4. The Components of an Edition

[17]Patrick Sahle has quite convincingly distinguished six different meanings of text in his monumental work on digital editions.[38] However, even if »the first task of any editor is to know what is meant by the terms document, text and work«[39], because for identifying the constitutive parts of an edition, it is better to abstract from that sort of textual interpretation and focus on the basic technical conditions.

[18]Text in this sense, therefore, is primarily determined by a sequence of code points and an application of markup. Sahle, while quoting the definition of markup put forward by Sperberg-McQueen: »By markup I mean all the information in a document other than the ›contents‹ of the document itself, viewed as a stream of characters«[40], questions that ASCII or Unicode are sufficient to characterize this kind of text. He objects: »dass er genau mit einem eng begrenzten, durch technische Bedingungen bestimmten Grund-Zeichenraum zusammenfallen sollte, ist wenig plausibel«[41]. To be sure, editorial theory is related to semiotics or bibliography, and it is important to gain a clear idea of what kind of editorial principle an edition pursues. However, even though there are many meanings of text, as demonstrated by Sahle and others, Unicode is the technical precondition of all of them, and despite Sahle‘s qualms it makes good sense to take the Unicode character set to be a basic component of a digital edition and a prerequisite for long term archival.

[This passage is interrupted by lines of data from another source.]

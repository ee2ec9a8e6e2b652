//! Configuration module for the extension host
//!
//! This module handles host configuration from various sources: .env files, YAML files,
//! and environment variables. Priority: YAML > ENV vars > .env values > defaults.
//!
//! # Modules
//! - `yaml`: YAML configuration file loading
//! - `env`: Environment variable loading
//! - `merge`: Merging YAML and environment configurations
//! - `validation`: Configuration validation logic
//!
//! # Example
//! ```rust,no_run
//! use extension_host::config::HostConfig;
//! use std::path::Path;
//!
//! # fn main() -> Result<(), Box<dyn std::error::Error>> {
//! // Load from environment variables only
//! let config = HostConfig::from_env()?;
//!
//! // Load from YAML file with environment variable overrides
//! let config = HostConfig::from_file(Path::new("config.yaml"))?;
//!
//! println!("Host listening on {}", config.address());
//! # Ok(())
//! # }
//! ```

use serde_json::Value;
use std::collections::HashMap;
use std::path::{Path, PathBuf};
use std::time::Duration;

mod env;
mod merge;
mod validation;
mod yaml;

pub use yaml::YamlConfig;

use crate::middleware::SessionGuard;
use crate::plugin::discovery::Discovery;

/// Configuration errors
#[derive(Debug, thiserror::Error)]
pub enum ConfigError {
    #[error("Failed to read config file {path}: {source}")]
    Read {
        path: PathBuf,
        #[source]
        source: std::io::Error,
    },

    #[error("Failed to parse YAML config: {0}")]
    Parse(#[from] serde_yaml::Error),

    #[error("Invalid value for {name}: '{value}' ({reason})")]
    InvalidEnv {
        name: &'static str,
        value: String,
        reason: String,
    },

    #[error("Invalid configuration: {0}")]
    Invalid(String),
}

/// Extension loading configuration
///
/// # Example YAML
/// ```yaml
/// extensions:
///   references:
///     - "my_ext::routes:register"
///   discover_entry_points: true
///   lifespan_timeout_seconds: 30
///   settings:
///     "my_ext::routes:register":
///       greeting: "hello"
/// ```
#[derive(Debug, Clone, PartialEq)]
pub struct ExtensionsConfig {
    /// References loaded before any entry point, in order
    pub references: Vec<String>,
    /// Whether declared entry points are discovered after `references`
    /// Default: true
    pub discover_entry_points: bool,
    /// Bound on each extension lifespan's enter and exit phase
    /// Default: None (unbounded)
    pub lifespan_timeout_seconds: Option<u64>,
    /// Per-extension settings keyed by reference
    pub settings: HashMap<String, Value>,
}

impl Default for ExtensionsConfig {
    fn default() -> Self {
        Self {
            references: Vec::new(),
            discover_entry_points: true,
            lifespan_timeout_seconds: None,
            settings: HashMap::new(),
        }
    }
}

/// Host configuration
#[derive(Clone)]
pub struct HostConfig {
    pub host: String,
    pub port: u16,
    pub extensions: ExtensionsConfig,
    /// Key required by routes wrapped with the session guard
    /// Default: None (guard passes every request through)
    pub session_api_key: Option<String>,
}

/// Zeroize the session key when the configuration is dropped.
impl Drop for HostConfig {
    fn drop(&mut self) {
        use zeroize::Zeroize;

        if let Some(ref mut key) = self.session_api_key {
            key.zeroize();
        }
    }
}

impl std::fmt::Debug for HostConfig {
    fn fmt(&self, f: &mut std::fmt::Formatter<'_>) -> std::fmt::Result {
        f.debug_struct("HostConfig")
            .field("host", &self.host)
            .field("port", &self.port)
            .field("extensions", &self.extensions)
            .field(
                "session_api_key",
                &self.session_api_key.as_ref().map(|_| "<redacted>"),
            )
            .finish()
    }
}

impl Default for HostConfig {
    fn default() -> Self {
        Self {
            host: merge::DEFAULT_HOST.to_string(),
            port: merge::DEFAULT_PORT,
            extensions: ExtensionsConfig::default(),
            session_api_key: None,
        }
    }
}

impl HostConfig {
    /// Load configuration from environment variables only
    ///
    /// The .env file is loaded in main.rs before this runs.
    pub fn from_env() -> Result<Self, ConfigError> {
        let config = merge::merge_config(env::EnvConfig::load()?, None);
        validation::validate(&config)?;
        Ok(config)
    }

    /// Load configuration from a YAML file with environment variable base
    ///
    /// Priority order (highest to lowest):
    /// 1. YAML file values
    /// 2. Environment variables (actual ENV vars override .env values)
    /// 3. .env file values
    /// 4. Default values
    ///
    /// # Errors
    /// Returns an error if:
    /// - The YAML file cannot be read or is malformed
    /// - Environment variables have invalid formats
    /// - Configuration validation fails
    pub fn from_file(path: &Path) -> Result<Self, ConfigError> {
        let yaml_config = YamlConfig::from_file(path)?;
        let config = merge::merge_config(env::EnvConfig::load()?, Some(yaml_config));
        validation::validate(&config)?;
        Ok(config)
    }

    /// Get the server address as "host:port"
    pub fn address(&self) -> String {
        format!("{}:{}", self.host, self.port)
    }

    /// Per-phase bound applied to extension lifespans
    pub fn lifespan_timeout(&self) -> Option<Duration> {
        self.extensions
            .lifespan_timeout_seconds
            .map(Duration::from_secs)
    }

    /// Discovery over the configured references
    pub fn discovery(&self) -> Discovery {
        let discovery = Discovery::new(self.extensions.references.clone());
        if self.extensions.discover_entry_points {
            discovery
        } else {
            discovery.without_entry_points()
        }
    }

    /// Session guard for the configured key
    pub fn session_guard(&self) -> SessionGuard {
        SessionGuard::new(self.session_api_key.as_deref())
    }

    pub fn has_session_key(&self) -> bool {
        self.session_api_key.as_deref().is_some_and(|k| !k.is_empty())
    }
}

The Unicode standard limits the way text can be read by readers and by machines and the Unicode codepoint set is at the core of what text technically is.[42] Even if easily overlooked, digital text conforms to the input-process-output principle, too, depending on a rendering engine and a graphic representation of the letter usually described in a font. Text as a sequence of Unicode codepoints forms the basis of all editorial texts, while the code and graph together form the rendered output on the viewport.[43]

[19]In addition or extension to the text proper further media objects can be included into the edition such as images, objects (3D), audio or video. These are subsumed under ›text‹ as they are treated on the content level. They accompany the edition as research data and have both illustrative and verifying functions as in the case of digital facsimiles providing a view of the sources or testimonies on the basis of which the edition was compiled. For most of these, standard formats for long term archiving are available, e. g. TIFF as a robust standard for still images. For some others the situation is still unclear, e. g. for 3D representations.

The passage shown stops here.